From the moment I saw the MORNING GLORY trailer I knew it was tailor made for me. It’s just a shame that the whole movie couldn’t live up to what I had hoped. Becky Fuller (Rachel McAdams) is hired as the Executive Producer for the IBS (yes, seriously) network’s fourth place morning news show, Daybreak. After a few weeks on the job, she is informed that if the numbers don’t increase in six weeks the show will go dark. While veteran co-host Colleen Peck (Diane Keaton) is completely on board with doing anything it takes to make the show work, Becky can get nothing more than charmless cue-card readings from hard newsman Mike Pomeroy (Harrison Ford).
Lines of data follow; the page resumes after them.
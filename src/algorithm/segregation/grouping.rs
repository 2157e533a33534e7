//! Grouping validated records into districts

use log::warn;
use rustc_hash::FxHashMap;

use crate::models::{District, SchoolRecord};

/// Partition records by district identifier
///
/// Districts come back in the order their first school appears; schools keep
/// their input order within a district.
#[must_use]
pub fn group_by_district(records: Vec<SchoolRecord>) -> Vec<District> {
    let mut slots: FxHashMap<String, usize> = FxHashMap::default();
    let mut districts: Vec<District> = Vec::new();

    for record in records {
        match slots.get(record.district_id()) {
            Some(&slot) => districts[slot].push(record),
            None => {
                slots.insert(record.district_id().to_string(), districts.len());
                districts.push(District::new(record));
            }
        }
    }

    for district in districts.iter().filter(|d| !d.has_consistent_metadata()) {
        warn!(
            "District {} has schools with differing name or state, using '{}' ({})",
            district.district_id(),
            district.district_name(),
            district.state_name()
        );
    }

    districts
}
Becky battles her talent, her network, and herself just to make her dream job work for her, and she is entrancing when she shows off her producing skills.
However, Becky’s over-the-top awkwardness is almost too distracting at times. It’s hard to believe that a woman who has fought so hard to get an Executive Producing credit would be so bipolar in her personality. After only living in Manhattan for a few weeks, she begins dating Adam (Patrick Wilson), a man who supports her and accepts her job’s unconventional hours, and then out of the blue decides he just doesn’t understand her. The conflict is real, but for this couple it didn’t make any sense. Romantic comedies are supposed to have coupling strife, but MORNING GLORY began on a more sophisticated plane, so in the scenes where conflict is forced, and not just with the main couple, the movie suffers.
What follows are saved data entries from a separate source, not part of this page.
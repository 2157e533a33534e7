use std::io;
use std::path::PathBuf;
use std::time::Instant;

use anyhow::Context;
use clap::Parser;
use log::{info, warn};
use segregation_rank::algorithm::segregation::{RankingSummary, lookup_report};
use segregation_rank::prompt::prompt_selector;
use segregation_rank::{
    ComparisonMode, DistrictLookup, RankingConfig, SegregationPipeline, SizeThreshold,
    read_school_table, write_outputs,
};

/// Rank school districts by high-school segregation between two groups
#[derive(Parser, Debug)]
#[command(name = "segregation-rank", version, about)]
struct Args {
    /// JSON configuration file; flags override its values
    #[arg(short, long)]
    config: Option<PathBuf>,

    /// Input school table (.csv or .parquet)
    #[arg(short, long)]
    input: Option<PathBuf>,

    /// Directory for the result tables
    #[arg(short, long)]
    output_dir: Option<PathBuf>,

    /// Comparison mode: hispanic_v_non, white_v_non, asian_v_non, brown_v_non,
    /// asian_v_hispanic or white_v_hispanic
    #[arg(short, long)]
    mode: Option<String>,

    /// Size threshold: small, medium or large
    #[arg(short, long)]
    size: Option<String>,

    /// State for the regional view
    #[arg(long)]
    state: Option<String>,

    /// File name label for the regional view
    #[arg(long)]
    region_label: Option<String>,

    /// Skip the regional view
    #[arg(long, conflicts_with = "state")]
    no_region: bool,

    /// Also write results as JSON
    #[arg(long)]
    json: bool,

    /// Report the rank of a district, as ID=NAME (repeatable)
    #[arg(long = "lookup", value_name = "ID=NAME")]
    lookups: Vec<String>,

    /// Prompt for the comparison mode and size threshold
    #[arg(long)]
    interactive: bool,
}

fn build_config(args: &Args) -> anyhow::Result<RankingConfig> {
    let mut config = match &args.config {
        Some(path) => RankingConfig::from_json_file(path)
            .with_context(|| format!("Failed to load configuration from {}", path.display()))?,
        None => RankingConfig::default(),
    };

    if let Some(input) = &args.input {
        config.input_path = input.clone();
    }
    if let Some(output_dir) = &args.output_dir {
        config.output_dir = output_dir.clone();
    }
    if let Some(mode) = &args.mode {
        config.comparison_mode = Some(mode.parse::<ComparisonMode>()?);
    }
    if let Some(size) = &args.size {
        config.size_threshold = Some(size.parse::<SizeThreshold>()?);
    }
    if args.no_region {
        config.region_state = None;
    }
    if let Some(state) = &args.state {
        config.region_state = Some(state.clone());
    }
    if let Some(label) = &args.region_label {
        config.region_label = label.clone();
    }
    if args.json {
        config.write_json = true;
    }
    for lookup in &args.lookups {
        config.lookups.push(DistrictLookup::parse(lookup)?);
    }

    config.validate()?;
    Ok(config)
}

fn resolve_selectors(
    config: &RankingConfig,
    interactive: bool,
) -> anyhow::Result<(ComparisonMode, SizeThreshold)> {
    let stdin = io::stdin();
    let mut input = stdin.lock();
    let mut output = io::stdout();

    let mode = match config.comparison_mode {
        Some(mode) if !interactive => mode,
        _ => prompt_selector(&mut input, &mut output).context("Failed to select comparison mode")?,
    };
    let size = match config.size_threshold {
        Some(size) if !interactive => size,
        _ => prompt_selector(&mut input, &mut output).context("Failed to select size threshold")?,
    };

    Ok((mode, size))
}

fn main() -> anyhow::Result<()> {
    // Setup logging
    env_logger::Builder::from_env(env_logger::Env::default().default_filter_or("info")).init();

    let args = Args::parse();
    let config = build_config(&args)?;
    let (mode, size) = resolve_selectors(&config, args.interactive)?;
    let start = Instant::now();

    info!("{config}");
    info!("Comparison mode: {mode}, size threshold: {size}");

    let rows = read_school_table(&config.input_path, &config.columns).with_context(|| {
        format!("Failed to read school table {}", config.input_path.display())
    })?;

    let outcome = SegregationPipeline::new(mode, size)
        .run(&rows)
        .context("Failed to rank districts")?;
    info!("{}", outcome.stats);

    let written = write_outputs(&config, mode, size, &outcome.ranked)
        .context("Failed to write ranking tables")?;
    for path in &written {
        info!("Wrote {}", path.display());
    }

    match RankingSummary::from_ranked(&outcome.ranked) {
        Some(summary) => println!("{}", summary.report()),
        None => warn!("No district met the ranking criteria"),
    }

    let lookups = config
        .lookups
        .iter()
        .map(|l| (l.district_id.as_str(), l.name.as_str()));
    for line in lookup_report(&outcome.ranked, lookups) {
        println!("{line}");
    }

    info!("Ranking completed in {:?}", start.elapsed());
    Ok(())
}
McAdams does her best to make an unbelievably bumbly character likeable, but even she seems almost visibly frustrated with Becky’s development. Scenes where Becky pushes Mike to see his own potential showcase the movie’s delicate straddling of sweet and moving. However, there are just as many moments where Becky transforms into a crazed, sleep deprived, rambling mess who cannot connect with real people. On one hand, she can keep herself together professionally when everything around her is about to come crashing down, but when faced with her own personal issues she obnoxiously flails.
But even with all the character problems, MORNING GLORY is actually a quite enjoyable movie to watch. Becky’s determination to achieve her goals and dreams is inspiring, and the curt banter between Colleen and Mike is too sparse. But most of all, taking a look at the inner workings of TV production is invigorating and surprisingly accurately represented. It’s just unfortunate the characters couldn’t get as much attention in the writing room.